* **Your goal**
Below are records; quote them exactly from the first line through the line that contains "pub const WEIGHT_SUM_TOLERANCE: f64 = 1e-9;".

* **Raw data**
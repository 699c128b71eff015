use crate::error::ConfigError;

/// Raw share given to seniority on top of the six base dimensions.
const LEVEL_SHARE: f64 = 0.10;
/// Base weights sum to 1.0; adding the level share needs this divisor.
const RENORMALIZER: f64 = 1.0 + LEVEL_SHARE;

/// Tolerance for the weight-sum check.
pub const WEIGHT_SUM_TOLERANCE: f64 = 1e-9;

/// Canonical weight vector used for every match.
///
/// Base shares: skills 0.25, tools 0.15, responsibilities 0.20,
/// languages 0.15, location 0.15, salary 0.10; seniority adds 0.10 and all
/// seven are divided by 1.10.
pub const MATCH_WEIGHTS: Weights = Weights {
    skills: 0.25 / RENORMALIZER,
    tools: 0.15 / RENORMALIZER,
    responsibilities: 0.20 / RENORMALIZER,
    languages: 0.15 / RENORMALIZER,
    location: 0.15 / RENORMALIZER,
    salary: 0.10 / RENORMALIZER,
    level: LEVEL_SHARE / RENORMALIZER,
};

#[derive(Debug, Clone, Copy, PartialEq)]
pub struct Weights {
    pub skills: f64,
    pub tools: f64,
    pub responsibilities: f64,
    pub languages: f64,
    pub location: f64,
    pub salary: f64,
    pub level: f64,
}

impl Default for Weights {
    fn default() -> Self {
        MATCH_WEIGHTS
    }
}

impl Weights {
    pub fn sum(&self) -> f64 {
        self.skills
            + self.tools
            + self.responsibilities
            + self.languages
            + self.location
            + self.salary
            + self.level
    }

    fn named(&self) -> [(&'static str, f64); 7] {
        [
            ("skills", self.skills),
            ("tools", self.tools),
            ("responsibilities", self.responsibilities),
            ("languages", self.languages),
            ("location", self.location),
            ("salary", self.salary),
            ("level", self.level),
        ]
    }

    /// Every weight finite and non-negative, total 1.0 within tolerance.
    pub fn validate(&self) -> Result<(), ConfigError> {
        for (name, weight) in self.named() {
            if !weight.is_finite() || weight < 0.0 {
                return Err(ConfigError::InvalidWeight { name, weight });
            }
        }

        let sum = self.sum();
        if (sum - 1.0).abs() > WEIGHT_SUM_TOLERANCE {
            return Err(ConfigError::WeightSum { sum });
        }
        Ok(())
    }
}

#[cfg(test)]
mod tests {
    use super::*;

    #[test]
    fn weights_sum_to_one() {
        assert!((MATCH_WEIGHTS.sum() - 1.0).abs() < WEIGHT_SUM_TOLERANCE);
        assert!(MATCH_WEIGHTS.validate().is_ok());
    }

    #[test]
    fn base_proportions_survive_renormalization() {
        let w = MATCH_WEIGHTS;
        assert!((w.skills / w.tools - 0.25 / 0.15).abs() < 1e-12);
        assert!((w.responsibilities / w.salary - 2.0).abs() < 1e-12);
        assert!((w.level - w.salary).abs() < 1e-12);
    }

    #[test]
    fn rejects_vectors_off_by_more_than_tolerance() {
        let skewed = Weights {
            skills: MATCH_WEIGHTS.skills + 0.01,
            ..MATCH_WEIGHTS
        };
        assert!(matches!(skewed.validate(), Err(ConfigError::WeightSum { .. })));
    }

    #[test]
    fn rejects_negative_weights() {
        let negative = Weights {
            tools: -0.1,
            salary: MATCH_WEIGHTS.salary + MATCH_WEIGHTS.tools + 0.1,
            ..MATCH_WEIGHTS
        };
        assert!(matches!(
            negative.validate(),
            Err(ConfigError::InvalidWeight { name: "tools", .. })
        ));
    }
}
//! Static currency table and salary text parsing.
//!
//! Amounts are converted to the reference unit (USD) by multiplying with the
//! rate of their currency. Unknown currencies are "unconvertible" (`None`),
//! never zero.

use once_cell::sync::Lazy;
use regex::Regex;
use rust_decimal::Decimal;

use crate::schema::SalaryRange;

/// Reference unit every rate converts into.
pub const REFERENCE_CURRENCY: &str = "USD";

/// (code, rate-to-USD). `amount * rate` = reference units.
const RATES: &[(&str, Decimal)] = &[
    ("USD", Decimal::from_parts(100, 0, 0, false, 2)),
    ("EUR", Decimal::from_parts(108, 0, 0, false, 2)),
    ("GBP", Decimal::from_parts(127, 0, 0, false, 2)),
    ("CHF", Decimal::from_parts(113, 0, 0, false, 2)),
    ("CAD", Decimal::from_parts(73, 0, 0, false, 2)),
    ("PLN", Decimal::from_parts(25, 0, 0, false, 2)),
    ("UAH", Decimal::from_parts(27, 0, 0, false, 3)),
];

const ALIASES: &[(&str, &str)] = &[
    ("$", "USD"),
    ("€", "EUR"),
    ("£", "GBP"),
    ("₴", "UAH"),
    ("грн", "UAH"),
    ("zł", "PLN"),
];

/// Resolves a currency code or symbol to its canonical ISO code.
pub fn canonical_code(code: &str) -> Option<&'static str> {
    let trimmed = code.trim();
    if trimmed.is_empty() {
        return None;
    }

    let upper = trimmed.to_uppercase();
    if let Some((known, _)) = RATES.iter().find(|(known, _)| *known == upper) {
        return Some(*known);
    }

    let lower = trimmed.to_lowercase();
    ALIASES
        .iter()
        .find(|(alias, _)| *alias == lower)
        .map(|(_, canonical)| *canonical)
}

/// Rate of `code` against the reference unit.
pub fn rate_for(code: &str) -> Option<Decimal> {
    let canonical = canonical_code(code)?;
    RATES
        .iter()
        .find(|(known, _)| *known == canonical)
        .map(|(_, rate)| *rate)
}

/// Converts an amount into reference units.
///
/// `None` when the amount or the code is missing, or the code is not in the
/// table.
pub fn to_reference(amount: Option<i64>, currency_code: Option<&str>) -> Option<Decimal> {
    let amount = amount?;
    let rate = rate_for(currency_code?)?;
    Decimal::from(amount).checked_mul(rate)
}

static RE_SALARY: Lazy<Regex> = Lazy::new(|| {
    Regex::new(
        r"(?x)
        ^\s*
        (?P<min>\d[\d\s_']*)
        (?:\s*[-–—]\s*(?P<max>\d[\d\s_']*))?
        \s*(?P<currency>[^\d\s]+)?
        \s*$",
    )
    .expect("salary regex is valid")
});

fn parse_amount(raw: &str) -> Option<i64> {
    let digits: String = raw.chars().filter(char::is_ascii_digit).collect();
    digits.parse().ok()
}

/// Parses the free-text salary form used by the extraction prompts:
/// `"50000-70000 UAH"`, `"60000 EUR"`, `"1 500 - 2 000 $"`.
///
/// Text that does not look like a range ("Negotiable") yields an
/// unspecified range.
pub fn parse_salary_range(text: &str) -> SalaryRange {
    let Some(caps) = RE_SALARY.captures(text) else {
        return SalaryRange::default();
    };

    let min = caps.name("min").and_then(|m| parse_amount(m.as_str()));
    let max = caps
        .name("max")
        .and_then(|m| parse_amount(m.as_str()))
        .or(min);
    let currency = caps
        .name("currency")
        .map(|m| m.as_str().trim().to_string())
        .filter(|c| !c.is_empty());

    SalaryRange { min, max, currency }
}
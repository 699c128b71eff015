use rust_decimal::{prelude::FromPrimitive, Decimal};
use tracing::debug;

use super::ko::{KnockoutResult, KoDecision};
use crate::{
    currency::to_reference,
    error::ConfigError,
    normalize::{normalize_key, normalize_keys},
    schema::{CandidateProfile, SalaryRange, VacancyRecord},
};

#[derive(Debug, Clone, PartialEq)]
pub struct PreFilterConfig {
    /// Fraction the candidate's salary band is widened by on each side
    /// before a disjoint vacancy range is treated as disqualifying.
    pub salary_tolerance: f64,
    /// Drop vacancies whose category is not among the candidate's.
    pub require_category: bool,
}

impl Default for PreFilterConfig {
    fn default() -> Self {
        Self {
            salary_tolerance: 0.2,
            require_category: true,
        }
    }
}

impl PreFilterConfig {
    pub fn validate(&self) -> Result<(), ConfigError> {
        if self.salary_tolerance.is_finite() && (0.0..=1.0).contains(&self.salary_tolerance) {
            Ok(())
        } else {
            Err(ConfigError::SalaryTolerance(self.salary_tolerance))
        }
    }
}

/// Cheap hard-mismatch filter run before scoring.
///
/// Only rejects on disqualifying mismatches; unknown data is kept as
/// `SoftKo`. Skipping the filter never changes the score of a vacancy that
/// passes it.
#[derive(Debug, Clone, Default)]
pub struct PreFilter {
    config: PreFilterConfig,
}

impl PreFilter {
    pub fn new(config: PreFilterConfig) -> Self {
        Self { config }
    }

    pub fn config(&self) -> &PreFilterConfig {
        &self.config
    }

    /// Runs every check and keeps all decisions.
    pub fn evaluate(&self, vacancy: &VacancyRecord, candidate: &CandidateProfile) -> KnockoutResult {
        KnockoutResult::new(vec![
            ("work_mode", check_work_mode(vacancy, candidate)),
            ("category", self.check_category(vacancy, candidate)),
            ("salary", self.check_salary_band(vacancy, candidate)),
            ("language", check_required_languages(vacancy, candidate)),
        ])
    }

    pub fn is_candidate_pool(&self, vacancy: &VacancyRecord, candidate: &CandidateProfile) -> bool {
        !self.evaluate(vacancy, candidate).is_hard_knockout
    }

    /// Indexes of the vacancies that survive, input order kept.
    pub fn filter(&self, candidate: &CandidateProfile, vacancies: &[VacancyRecord]) -> Vec<usize> {
        vacancies
            .iter()
            .enumerate()
            .filter(|(index, vacancy)| {
                self.admit(*index, vacancy.id, &self.evaluate(vacancy, candidate))
            })
            .map(|(index, _)| index)
            .collect()
    }

    /// Indexes of the candidates that survive for one vacancy, input order kept.
    pub fn filter_candidates(
        &self,
        vacancy: &VacancyRecord,
        candidates: &[CandidateProfile],
    ) -> Vec<usize> {
        candidates
            .iter()
            .enumerate()
            .filter(|(index, candidate)| {
                self.admit(*index, candidate.id, &self.evaluate(vacancy, candidate))
            })
            .map(|(index, _)| index)
            .collect()
    }

    fn admit(&self, index: usize, id: Option<i64>, verdict: &KnockoutResult) -> bool {
        if let Some(reasons) = verdict.hard_reasons() {
            debug!(index, id, %reasons, "filtered out");
        } else if verdict.has_unknowns {
            debug!(index, id, "kept with unknown data");
        }
        !verdict.is_hard_knockout
    }

    fn check_category(&self, vacancy: &VacancyRecord, candidate: &CandidateProfile) -> KoDecision {
        if !self.config.require_category {
            return KoDecision::Pass;
        }

        let wanted = normalize_keys(&candidate.categories);
        let offered = vacancy.category.as_deref().and_then(normalize_key);
        match offered {
            None => KoDecision::soft("category_unknown: vacancy has no category"),
            Some(_) if wanted.is_empty() => {
                KoDecision::soft("category_unknown: candidate has no categories")
            }
            Some(category) if wanted.contains(&category) => KoDecision::Pass,
            Some(category) => KoDecision::hard(format!(
                "category_mismatch: vacancy={category}, candidate={}",
                wanted.into_iter().collect::<Vec<_>>().join(", ")
            )),
        }
    }

    fn check_salary_band(&self, vacancy: &VacancyRecord, candidate: &CandidateProfile) -> KoDecision {
        let (Some((cv_low, cv_high)), Some((vac_low, vac_high))) = (
            reference_bounds(&candidate.salary_expectation),
            reference_bounds(&vacancy.salary_offer),
        ) else {
            return KoDecision::soft("salary_unknown: range missing or unconvertible");
        };

        let Some(tolerance) = Decimal::from_f64(self.config.salary_tolerance) else {
            return KoDecision::soft("salary_unknown: tolerance not representable");
        };
        let band_low = cv_low * (Decimal::ONE - tolerance);
        let band_high = cv_high * (Decimal::ONE + tolerance);

        if vac_high < band_low {
            KoDecision::hard(format!(
                "salary_too_low: vacancy max {vac_high} < candidate band {band_low}"
            ))
        } else if vac_low > band_high {
            KoDecision::hard(format!(
                "salary_too_high: vacancy min {vac_low} > candidate band {band_high}"
            ))
        } else {
            KoDecision::Pass
        }
    }
}

/// Prefilter with default settings.
pub fn is_candidate_pool(vacancy: &VacancyRecord, candidate: &CandidateProfile) -> bool {
    PreFilter::default().is_candidate_pool(vacancy, candidate)
}

fn reference_bounds(range: &SalaryRange) -> Option<(Decimal, Decimal)> {
    let (low, high) = range.bounds()?;
    let currency = range.currency.as_deref();
    Some((to_reference(Some(low), currency)?, to_reference(Some(high), currency)?))
}

/// Remote-only candidate against an office-only vacancy.
fn check_work_mode(vacancy: &VacancyRecord, candidate: &CandidateProfile) -> KoDecision {
    let wants = &candidate.location;
    if wants.is_remote.is_none() && wants.is_office.is_none() && wants.is_hybrid.is_none() {
        return KoDecision::soft("work_mode_unknown: candidate states no work mode");
    }

    if wants.is_remote_only() && vacancy.location.is_office_only() {
        KoDecision::hard("work_mode_mismatch: remote-only candidate, office-only vacancy")
    } else {
        KoDecision::Pass
    }
}

/// A listed language two or more levels below the requirement disqualifies.
fn check_required_languages(vacancy: &VacancyRecord, candidate: &CandidateProfile) -> KoDecision {
    let mut unknown = Vec::new();

    for required in &vacancy.required_languages {
        let Some(key) = normalize_key(&required.name) else {
            continue;
        };
        let spoken = candidate
            .languages
            .iter()
            .find(|lang| normalize_key(&lang.name).as_deref() == Some(key.as_str()));

        match (spoken, required.level) {
            (None, _) => unknown.push(key),
            (Some(lang), Some(req_level)) => {
                if let Some(have) = lang.level {
                    if req_level.ordinal() - have.ordinal() >= 2 {
                        return KoDecision::hard(format!(
                            "language_insufficient: {key} {} < required {}",
                            have.as_ref(),
                            req_level.as_ref()
                        ));
                    }
                }
            }
            (Some(_), None) => {}
        }
    }

    if unknown.is_empty() {
        KoDecision::Pass
    } else {
        KoDecision::soft(format!("language_unlisted: {}", unknown.join(", ")))
    }
}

* **Response**
repository 699c128b71eff015
use crate::error::ConfigError;

/// Raw share given to seniority on top of the six base dimensions.
const LEVEL_SHARE: f64 = 0.10;
/// Base weights sum to 1.0; adding the level share needs this divisor.
const RENORMALIZER: f64 = 1.0 + LEVEL_SHARE;

/// Tolerance for the weight-sum check.
pub const WEIGHT_SUM_TOLERANCE: f64 = 1e-9;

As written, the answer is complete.